Lumosity’s Color Match is inspired by the Stroop Test, a classic task first published in 1935. It measures your ability to focus on the difference between naming a color used in the letterforms of a word, even if the text of the word conveys a different color. Color Match tests should, over time, improve your ability to suppress your response to what the word says and focus on how the word looks. It challenges your response inhibition: the ability to quash inappropriate responses that get in the way of your goal.

Lost in Migration is based on the 1974 Flanker Task, which challenges selective attention: your ability to ignore distracting details and focus only on the target. Just like the original Flanker Task, Lost in Migration challenges you to respond to the central target — in this case, a bird — and ignore distracting information from the surrounding flankers. launched in 2007 and since then has grown rapidly.

The team see links with academia as vital for the long-term future, not least because they are still seeking strong independent research that their games do actually deliver improvements. Therefore, Lumos Labs is involved in the Human Cognition Project which has partnerships with more than 100 different collaborators at University level. This partnership allows qualified research professionals to make use of the tools and tasks available through Lumosity in order to assist them in conducting studies.

One other challenge that this interesting melting pot of expertise raises is how engineers, designers, artists and researchers can work side by side to create effective products and services, despite different mindsets, goals and timelines. Research is measured in years, game development in months.

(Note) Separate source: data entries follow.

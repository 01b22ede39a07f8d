//! Water surface settings.

use serde::{Deserialize, Serialize};

use crate::error::AssetError;
use crate::resources::assetloader::{LoadFromFile, format_error, read_json};
use crate::resources::filesystem::File;

#[derive(Debug, Clone, PartialEq, Serialize, Deserialize)]
pub struct Water {
    /// Height of the water plane.
    pub level: f32,
    pub color: [u8; 4],
    /// Amplitude of the surface swell drawn by the renderer.
    #[serde(default)]
    pub swell: f32,
}

impl Default for Water {
    fn default() -> Self {
        Self {
            level: 0.0,
            color: [40, 90, 160, 180],
            swell: 0.0,
        }
    }
}

impl LoadFromFile for Water {
    const KIND: &'static str = "water";

    fn load_from_file(&mut self, file: &mut File) -> Result<(), AssetError> {
        let water: Water = read_json(file)?;
        if !water.level.is_finite() || !water.swell.is_finite() || water.swell < 0.0 {
            return Err(format_error(Self::KIND, file, "level and swell must be finite, swell >= 0"));
        }
        *self = water;
        Ok(())
    }
}

impl Water {
    /// Surface height at `time` seconds.
    pub fn surface_level(&self, time: f32) -> f32 {
        self.level + self.swell * time.sin()
    }
}
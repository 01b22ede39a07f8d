//! Island Core library.
//!
//! Core of a 3D god game engine: the [`game::Game`] orchestrator and the
//! subsystems it owns, exposed for the executable and integration tests.

pub mod cli;
pub mod components;
pub mod error;
pub mod game;
pub mod platform;
pub mod resources;
pub mod systems;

According to Scanlon, “The one key thing that has really helped to resolve a lot of those challenges is that everyone has the same mission at the end of the day. I think everyone at our company is in part there because they believe in the mission of improving people’s brain health. So, you can resolve a lot of conflict by taking a step back.” Scanlon as a non-marketer may not realize it but he is expressing a well-known marketing principle namely the need for a clear brand purpose.

MORAL: Who knew medicine can be ‘fun’. How could you use gamification in your product and service development?